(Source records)
───

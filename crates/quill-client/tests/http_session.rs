// SPDX-FileCopyrightText: 2026 Quill Contributors
// SPDX-License-Identifier: MIT OR Apache-2.0

//! Session controller against a real gateway over HTTP.

use std::collections::BTreeMap;
use std::net::SocketAddr;
use std::sync::Arc;
use std::time::Duration;

use quill_client::{
    ExecutionApi, HttpApi, SessionController, SessionSettings, SessionUpdate, StateStore,
};
use quill_config::model::GatewayConfig;
use quill_core::{ApprovalStatus, QuillError};
use quill_gateway::GatewayState;
use quill_test_utils::{MockTurn, TEST_OWNER, TEST_THREAD, TestHarness};
use serde_json::json;
use tokio::sync::mpsc;
use tokio::task::JoinHandle;
use tokio_util::sync::CancellationToken;

struct Server {
    addr: SocketAddr,
    shutdown: CancellationToken,
    handle: JoinHandle<Result<(), QuillError>>,
}

async fn serve(harness: &TestHarness) -> Server {
    let config = GatewayConfig {
        tokens: BTreeMap::from([("tok-alice".to_string(), TEST_OWNER.to_string())]),
        keep_alive_secs: 1,
        ..GatewayConfig::default()
    };
    let listener = tokio::net::TcpListener::bind("127.0.0.1:0").await.unwrap();
    let addr = listener.local_addr().unwrap();
    let shutdown = CancellationToken::new();
    let state = GatewayState::new(harness.runtime.clone(), &config);
    let handle = tokio::spawn(quill_gateway::serve(listener, state, shutdown.clone()));
    Server {
        addr,
        shutdown,
        handle,
    }
}

fn api(server: &Server) -> HttpApi {
    HttpApi::new(&format!("http://{}", server.addr), Some("tok-alice")).unwrap()
}

async fn controller(server: &Server, dir: &tempfile::TempDir) -> SessionController {
    let state = StateStore::open(dir.path().join("state.json")).await.unwrap();
    SessionController::new(
        Arc::new(api(server)),
        Arc::new(state),
        SessionSettings {
            poll_interval: Duration::from_millis(10),
            max_polls: 2,
        },
    )
}

#[tokio::test]
async fn send_streams_over_sse_to_completion() {
    let harness = TestHarness::builder()
        .with_turns(vec![MockTurn::text(&["Hello", " world", "!"])])
        .build()
        .await
        .unwrap();
    let server = serve(&harness).await;
    let dir = tempfile::tempdir().unwrap();
    let controller = controller(&server, &dir).await;
    let (tx, mut rx) = mpsc::unbounded_channel();

    let outcome = controller.send(TEST_THREAD, "Say hello", &tx).await.unwrap();
    let SessionUpdate::Completed { message, .. } = outcome else {
        panic!("expected completion, got {outcome:?}");
    };
    assert_eq!(message.text(), "Hello world!");

    let mut deltas = Vec::new();
    while let Ok(update) = rx.try_recv() {
        if let SessionUpdate::TextDelta { text, .. } = update {
            deltas.push(text);
        }
    }
    assert_eq!(deltas, vec!["Hello", " world", "!"]);

    server.shutdown.cancel();
    server.handle.await.unwrap().unwrap();
}

#[tokio::test]
async fn approval_round_trip_over_http() {
    let harness = TestHarness::builder()
        .with_turns(vec![
            MockTurn::tool("tc-1", "write_file", json!({"path": "a.txt"})),
            MockTurn::text(&["Finished."]),
        ])
        .build()
        .await
        .unwrap();
    let server = serve(&harness).await;
    let dir = tempfile::tempdir().unwrap();
    let controller = controller(&server, &dir).await;
    let (tx, mut rx) = mpsc::unbounded_channel();

    let session = {
        let controller = controller.clone();
        tokio::spawn(async move { controller.send(TEST_THREAD, "Write", &tx).await })
    };
    let tool_call_id = loop {
        match tokio::time::timeout(Duration::from_secs(10), rx.recv()).await {
            Ok(Some(SessionUpdate::ApprovalRequired { tool_call_id, .. })) => break tool_call_id,
            Ok(Some(_)) => continue,
            other => panic!("no approval request: {other:?}"),
        }
    };
    controller.approve(&tool_call_id).await.unwrap();

    let err = api(&server).approve(&tool_call_id).await.unwrap_err();
    assert!(
        matches!(
            err,
            QuillError::AlreadyDecided { .. } | QuillError::IllegalTransition { .. }
        ),
        "got {err:?}"
    );

    let outcome = tokio::time::timeout(Duration::from_secs(10), session)
        .await
        .unwrap()
        .unwrap()
        .unwrap();
    assert!(
        matches!(outcome, SessionUpdate::Completed { ref message, .. } if message.text().ends_with("Finished.")),
        "got {outcome:?}"
    );

    let call = harness
        .runtime
        .tool_call(TEST_OWNER, &tool_call_id)
        .await
        .unwrap();
    assert_eq!(call.status, ApprovalStatus::Approved);

    server.shutdown.cancel();
    server.handle.await.unwrap().unwrap();
}

#[tokio::test]
async fn gateway_shutdown_detaches_a_paused_session() {
    let harness = TestHarness::builder()
        .with_turns(vec![MockTurn::tool("tc-1", "write_file", json!({}))])
        .build()
        .await
        .unwrap();
    let server = serve(&harness).await;
    let dir = tempfile::tempdir().unwrap();
    let controller = controller(&server, &dir).await;
    let (tx, mut rx) = mpsc::unbounded_channel();

    let session = {
        let controller = controller.clone();
        tokio::spawn(async move { controller.send(TEST_THREAD, "Write", &tx).await })
    };
    loop {
        match tokio::time::timeout(Duration::from_secs(10), rx.recv()).await {
            Ok(Some(SessionUpdate::ApprovalRequired { .. })) => break,
            Ok(Some(_)) => continue,
            other => panic!("no approval request: {other:?}"),
        }
    }

    server.shutdown.cancel();
    server.handle.await.unwrap().unwrap();

    let outcome = tokio::time::timeout(Duration::from_secs(10), session)
        .await
        .unwrap()
        .unwrap()
        .unwrap();
    assert!(
        matches!(outcome, SessionUpdate::Detached { .. }),
        "got {outcome:?}"
    );
    let entry = controller.state().thread(TEST_THREAD).await.unwrap();
    assert!(entry.request_id.is_some(), "request stays recorded for resume");
}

───

▶ AIM OF THE TASK: Only the lines containing "ApprovalRequired" are needed; copy each of them from the data.

▶ RESULT FOR THIS TASK:
            Ok(Some(SessionUpdate::ApprovalRequired { tool_call_id, .. })) => break tool_call_id,
            Ok(Some(SessionUpdate::ApprovalRequired { .. })) => break,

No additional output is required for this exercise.